3.3. The Severe Leukaemia Conditions Show an Increase in MPL-FL Isoforms

Even though we have confirmed the link between c-MPL expression and leukaemia, we demonstrated in the previous section that there is no correlation between total c-MPL expression and leukaemia severity. All leukemic cell lines showed high c-MPL expression relative to control cells, but only HL60 exhibited marked severity. To address the variations in severity, we focused on the expression status of c-MPL isoforms, mainly c-MPL-FL (full-length) and c-MPL-TR (truncated) instead of the total c-MPL. Studies have shown that the stoichiometric balance between c-MPL-FL and c-MPL-TR isoforms regulates hematopoiesis, i.e., the more the c-MPL-FL isoform, the more the proliferation of the hematopoietic stem cells and hence the severity of the leukemic condition [32]. We identified four isoforms of c-MPL through western blot analysis and found that c-MPL-FL expression was notably greater in the HL60 cells compared to other cell lines (Figure 3 A). Furthermore, c-MPL-FL was greater than c-MPL-TR in all the leukaemia lines. Specifically, c-MPL-FL levels were significantly elevated in the HL60 cell line compared to the other leukaemia cell lines (Figure 3. A, B). These data also confirmed that the ratio of c-MPL-FL to c-MPL-TR is greater in the HL60 cell line than in the other leukaemia lines or in the noncancerous line. In the previous section, we confirmed that the HL60 cell line shows the most severe leukemic condition compared to the other leukemic cell lines. This suggests that elevated c-MPL-FL expression correlates with increased STAT5 activation and proliferative potential, particularly in HL60 cell line. To further confirm these findings, we performed RT-PCR analysis of c-MPL isoforms with isoform-specific primers (Table. 2). The results showed that the expression of c-MPL, particularly c-MPL-FL transcripts, was greater in HL60 and Jurkat leukaemia cell lines among all the other leukaemia cell lines, confirming the western blot results and the statement that the c-MPL-FL isoform might play the role of bringing in severity in leukaemia (Figure 3 C). Conversely, the experiments show that the expression of the truncated isoform c-MPL-TR was significantly lower. This increase in the imbalance between the expression of c-MPL isoforms contributes to the aggressiveness of leukaemia.

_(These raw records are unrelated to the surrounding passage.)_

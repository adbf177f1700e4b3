//! Integration tests for the mission engine over a file-backed database

mod common;

use chrono::Duration;
use uuid::Uuid;

use common::{Fixture, daily, narrative};
use questboard::EngineError;
use questboard::models::{
    Action, DomainEvent, GamificationEvent, NewUser, ProgressStatus, RelatedEntity, XpReason,
};
use questboard::store::{activity, badges, ledger, progress, users};

#[test]
fn test_fresh_completion_grants_every_reward_once() {
    let fx = Fixture::new();
    let mut mission = narrative("first-steps", Action::WriteReview, 3, 120);
    mission.badge_reward = Some("first-review".to_string());
    fx.seed();
    fx.add_mission(&mission);
    let user = fx.player("Ada");

    for expected in 1..=2 {
        let outcome = fx.engine.record_progress(user.id, "first-steps", 1).unwrap();
        assert_eq!(outcome.status, ProgressStatus::InProgress);
        assert_eq!(outcome.progress, expected);
        assert_eq!(outcome.xp_awarded, 0);
    }

    let outcome = fx.engine.record_progress(user.id, "first-steps", 5).unwrap();
    assert_eq!(outcome.status, ProgressStatus::NewlyCompleted);
    assert_eq!(outcome.progress, 7);
    assert_eq!(outcome.target, 3);
    assert_eq!(outcome.xp_awarded, 120);
    assert_eq!(outcome.badge_awarded.as_deref(), Some("first-review"));
    let level_up = outcome.level_up.expect("120 XP crosses level 2");
    assert_eq!((level_up.old_level, level_up.new_level), (1, 2));

    let conn = fx.db.conn();
    let record = progress::get(&conn, user.id, "first-steps").unwrap().unwrap();
    assert!(record.completed);
    assert_eq!(record.completed_at, Some(common::start_time()));

    let stored = users::require(&conn, user.id).unwrap();
    assert_eq!(stored.total_xp, 120);
    assert_eq!(stored.monthly_xp, 120);
    assert_eq!(stored.level, 2);

    let history = ledger::for_user(&conn, user.id, 10).unwrap();
    assert_eq!(history.len(), 1);
    assert_eq!(history[0].reason, XpReason::MissionCompleted);
    assert_eq!(
        history[0].related,
        Some(RelatedEntity::Mission("first-steps".to_string()))
    );
    assert_eq!(badges::earned_ids(&conn, user.id).unwrap(), vec!["first-review"]);
}

#[test]
fn test_five_reviews_complete_on_the_fifth_call() {
    let fx = Fixture::new();
    let mut mission = narrative("five-reviews", Action::WriteReview, 5, 60);
    mission.badge_reward = Some("critic".to_string());
    fx.seed();
    fx.add_mission(&mission);
    let user = fx.player("Abe");

    for expected in 1..=4 {
        let outcome = fx.engine.record_progress(user.id, "five-reviews", 1).unwrap();
        assert!(!outcome.completed());
        assert_eq!(outcome.progress, expected);
    }
    let fifth = fx.engine.record_progress(user.id, "five-reviews", 1).unwrap();
    assert!(fifth.completed());
    assert_eq!(fifth.progress, 5);
    assert_eq!(fifth.xp_awarded, 60);
    assert_eq!(fifth.badge_awarded.as_deref(), Some("critic"));

    let conn = fx.db.conn();
    let history = ledger::for_user(&conn, user.id, 10).unwrap();
    assert_eq!(history.len(), 1);
    assert_eq!(history[0].amount, 60);
    assert_eq!(history[0].reason, XpReason::MissionCompleted);
    assert_eq!(badges::earned_ids(&conn, user.id).unwrap(), vec!["critic"]);
}

#[test]
fn test_completed_mission_is_idempotent() {
    let fx = Fixture::new();
    fx.add_mission(&narrative("m", Action::CheckIn, 1, 40));
    let user = fx.player("Bo");

    assert!(fx.engine.record_progress(user.id, "m", 1).unwrap().completed());
    let completed_at = progress::get(&fx.db.conn(), user.id, "m")
        .unwrap()
        .unwrap()
        .completed_at;
    assert!(completed_at.is_some());

    fx.clock.advance(Duration::minutes(5));
    for _ in 0..3 {
        let again = fx.engine.record_progress(user.id, "m", 2).unwrap();
        assert_eq!(again.status, ProgressStatus::AlreadyCompleted);
        assert_eq!(again.progress, 1);
    }
    let absolute = fx.engine.set_progress_absolute(user.id, "m", 9).unwrap();
    assert_eq!(absolute.status, ProgressStatus::AlreadyCompleted);

    let conn = fx.db.conn();
    let record = progress::get(&conn, user.id, "m").unwrap().unwrap();
    assert_eq!(record.completed_at, completed_at);
    assert_eq!(users::require(&conn, user.id).unwrap().total_xp, 40);
    assert_eq!(ledger::for_user(&conn, user.id, 10).unwrap().len(), 1);
    assert_eq!(activity::get(&conn, user.id).unwrap().missions_completed, 1);
}

#[test]
fn test_absolute_progress_overwrites_and_may_decrease() {
    let fx = Fixture::new();
    fx.add_mission(&narrative("photos", Action::UploadPhoto, 10, 50));
    let user = fx.player("Cy");

    assert_eq!(
        fx.engine.set_progress_absolute(user.id, "photos", 6).unwrap().progress,
        6
    );
    assert_eq!(
        fx.engine.set_progress_absolute(user.id, "photos", 4).unwrap().progress,
        4
    );
    let done = fx.engine.set_progress_absolute(user.id, "photos", 12).unwrap();
    assert!(done.completed());
    assert_eq!(done.progress, 12);

    assert!(matches!(
        fx.engine.set_progress_absolute(user.id, "photos", -3),
        Err(EngineError::NegativeProgress { value: -3, .. })
    ));
}

#[test]
fn test_ledger_matches_total_xp() {
    let fx = Fixture::new();
    fx.seed();
    let user = fx.player("Dee");

    fx.engine.grant_xp(user.id, 70, XpReason::Adjustment, None).unwrap();
    fx.engine
        .grant_xp(user.id, -25, XpReason::Adjustment, None)
        .unwrap();
    fx.engine
        .handle_event(&DomainEvent::ReviewCreated {
            user_id: user.id,
            review_id: "r-1".to_string(),
            category: None,
            zone: None,
            meaningful: true,
        })
        .unwrap();

    let conn = fx.db.conn();
    let stored = users::require(&conn, user.id).unwrap();
    assert_eq!(ledger::sum_for_user(&conn, user.id).unwrap(), stored.total_xp);
    // 70 - 25 + review 10 + meaningful bonus 5 + daily-review 20
    assert_eq!(stored.total_xp, 80);
}

#[test]
fn test_negative_adjustment_never_drops_below_level_one() {
    let fx = Fixture::new();
    let user = fx.player("Eve");

    let grant = fx
        .engine
        .grant_xp(user.id, -500, XpReason::Adjustment, None)
        .unwrap();
    assert_eq!(grant.total_xp, -500);
    assert_eq!(grant.level, 1);
    assert!(grant.level_up.is_none());
}

#[test]
fn test_streak_continuity_across_days() {
    let fx = Fixture::new();
    let user = fx.player("Fay");

    let mut last = None;
    for _ in 0..3 {
        last = Some(fx.engine.grant_xp(user.id, 5, XpReason::Adjustment, None).unwrap());
        fx.clock.advance(Duration::days(1));
    }
    assert_eq!(last.unwrap().current_streak, 3);

    // Second grant on the same day keeps the count
    fx.clock.advance(Duration::days(-1));
    let same_day = fx.engine.grant_xp(user.id, 5, XpReason::Adjustment, None).unwrap();
    assert_eq!(same_day.current_streak, 3);
    assert!(!same_day.streak_extended);

    // A missed day starts over
    fx.clock.advance(Duration::days(2));
    let restarted = fx.engine.grant_xp(user.id, 5, XpReason::Adjustment, None).unwrap();
    assert_eq!(restarted.current_streak, 1);

    let stored = users::require(&fx.db.conn(), user.id).unwrap();
    assert_eq!(stored.longest_streak, 3);
    assert_eq!(stored.current_streak, 1);
}

#[test]
fn test_daily_mission_completes_again_after_reset() {
    let fx = Fixture::new();
    fx.add_mission(&daily("daily-votes", Action::CastVote, 2, 10));
    let user = fx.player("Gil");

    fx.engine.record_progress(user.id, "daily-votes", 2).unwrap();
    fx.clock.advance(Duration::days(1));
    fx.runner()
        .run(questboard::jobs::JobKind::DailyReset)
        .unwrap();

    let outcome = fx.engine.record_progress(user.id, "daily-votes", 1).unwrap();
    assert_eq!(outcome.status, ProgressStatus::InProgress);
    assert_eq!(outcome.progress, 1);
    let outcome = fx.engine.record_progress(user.id, "daily-votes", 1).unwrap();
    assert!(outcome.completed());

    assert_eq!(users::require(&fx.db.conn(), user.id).unwrap().total_xp, 20);
}

#[test]
fn test_check_in_event_drives_missions_badges_and_level() {
    let fx = Fixture::new();
    fx.seed();
    let user = fx.player("Hana");

    let events = fx
        .engine
        .handle_event(&DomainEvent::CheckInCreated {
            user_id: user.id,
            check_in_id: "ci-9".to_string(),
            category: Some("cafe".to_string()),
            zone: Some("downtown".to_string()),
            verified: true,
            unique_establishments: 10,
        })
        .unwrap();

    let completed: Vec<&str> = events
        .iter()
        .filter_map(|e| match e {
            GamificationEvent::MissionCompleted { mission_id, .. } => Some(mission_id.as_str()),
            _ => None,
        })
        .collect();
    assert!(completed.contains(&"daily-check-in"));
    assert!(completed.contains(&"story-explorer"));
    assert!(!completed.contains(&"downtown-tour"));

    let earned: Vec<&str> = events
        .iter()
        .filter_map(|e| match e {
            GamificationEvent::BadgeEarned { badge_id, .. } => Some(badge_id.as_str()),
            _ => None,
        })
        .collect();
    assert!(earned.contains(&"city-explorer"));
    assert!(earned.contains(&"wanderer"));
    assert!(earned.contains(&"first-check-in"));
    assert!(
        events
            .iter()
            .any(|e| matches!(e, GamificationEvent::LevelUp { new_level: 2, .. }))
    );

    let conn = fx.db.conn();
    let stored = users::require(&conn, user.id).unwrap();
    // story-explorer 150 + daily-check-in 15 + verified check-in 10
    assert_eq!(stored.total_xp, 175);
    let counters = activity::get(&conn, user.id).unwrap();
    assert_eq!(counters.check_ins, 1);
    assert_eq!(counters.verified_check_ins, 1);
    assert_eq!(counters.unique_establishments, 10);
    assert_eq!(counters.missions_completed, 2);
    let tour = progress::get(&conn, user.id, "downtown-tour").unwrap().unwrap();
    assert_eq!(tour.progress, 1);
}

#[test]
fn test_event_with_unknown_participant_changes_nothing() {
    let fx = Fixture::new();
    fx.seed();
    let voter = fx.player("Ines");
    let vote = DomainEvent::VoteCast {
        voter_id: voter.id,
        vote_id: "v-1".to_string(),
        review_author_id: Uuid::new_v4(),
        helpful: true,
    };

    assert!(matches!(
        fx.engine.handle_event(&vote),
        Err(EngineError::UnknownUser(_))
    ));
    assert!(fx.engine.track_event(&vote).is_empty());

    let conn = fx.db.conn();
    assert_eq!(users::require(&conn, voter.id).unwrap().total_xp, 0);
    assert_eq!(activity::get(&conn, voter.id).unwrap().votes_cast, 0);
    assert!(progress::get(&conn, voter.id, "daily-votes").unwrap().is_none());
}

#[test]
fn test_helpful_vote_rewards_author() {
    let fx = Fixture::new();
    fx.seed();
    let voter = fx.player("Jo");
    let author = fx
        .engine
        .register_user(&NewUser::player("Kai"))
        .unwrap();

    fx.engine
        .handle_event(&DomainEvent::VoteCast {
            voter_id: voter.id,
            vote_id: "v-2".to_string(),
            review_author_id: author.id,
            helpful: true,
        })
        .unwrap();

    let conn = fx.db.conn();
    assert_eq!(users::require(&conn, voter.id).unwrap().total_xp, 1);
    assert_eq!(users::require(&conn, author.id).unwrap().total_xp, 2);
    assert_eq!(activity::get(&conn, author.id).unwrap().helpful_votes_received, 1);
    let story = progress::get(&conn, author.id, "story-helpful").unwrap().unwrap();
    assert_eq!(story.progress, 1);
}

3.4. Overexpression of c-MPL-FL Exacerbates Leukemic Conditions Through Activation of the STAT Pathway

In this section, we have established the mechanism of development of severity by the overexpression of the c-MPL-FL isoform. STAT5, a critical downstream molecule activated by the dimer of c-MPL-FL, which, when phosphorylated to pSTAT5, acts as a transcription factor promoting cell proliferation [33]. As the c-MPL-TR isoform doesn’t have the trans membrane domain, it is unable to reach the cell membrane, resulting in less expression of c-MPL and downregulating the TPO-mediated proliferation of HSCs. This absence of TPO/ c-MPL-TR interaction inhibits the internalization of TPO for the activation of the downstream processes. Sometimes, constitutive activation of c-MPL happens in the absence of TPO binding due to mutations in the extracellular or cytoplasmic juxtamembrane regions. Because of the absence of both the juxtamembrane and transmembrane regions, the truncated isoform is capable of regulating both the TPO dependent and TPO independent ways of activation of c-MPL (Figure 4). To study the activation of the downstream pathways by overexpressed c-MPL-FL isoforms in HL60 and Jurkat cells, we examined its effect on its downstream effector molecules through immunophenotyping experiments. We found that compared to the normal cell (PBMCs), the levels of STAT5 in the leukaemia cell lines were greater (Figure 5 A). While the inactive STAT5 levels were relatively low in HL60 cells, the levels of pSTAT5 were significantly higher in this cell line compared to the other leukemic cell lines (Figure 5 B, C). The activation of STAT5 was further confirmed by western blot analysis. The intensity of the STAT5 band in the western blot was significantly lower in HL60 cells compared to the other leukemic cells (Figure 5 D, E), whereas the phosphorylated STAT5 expression was significantly higher in the HL60 line (Figure 5 F, G). This indicates that the cells with high c-MPL-FL isoforms (HL60 and Jurkat) activate the STAT5 more, leading to stronger proliferative and transcriptionally active signals and hence add to the severity of the leukemic condition. Through this study, we were able to establish a strong correlation between c-MPL-FL and STAT5 activation, followed by cell proliferation in terms of leukaemia severity. Both inactive and phosphorylated STAT levels were low in normal cells, suggesting that the activation of STAT5 is linked to the proliferation of cancerous cells.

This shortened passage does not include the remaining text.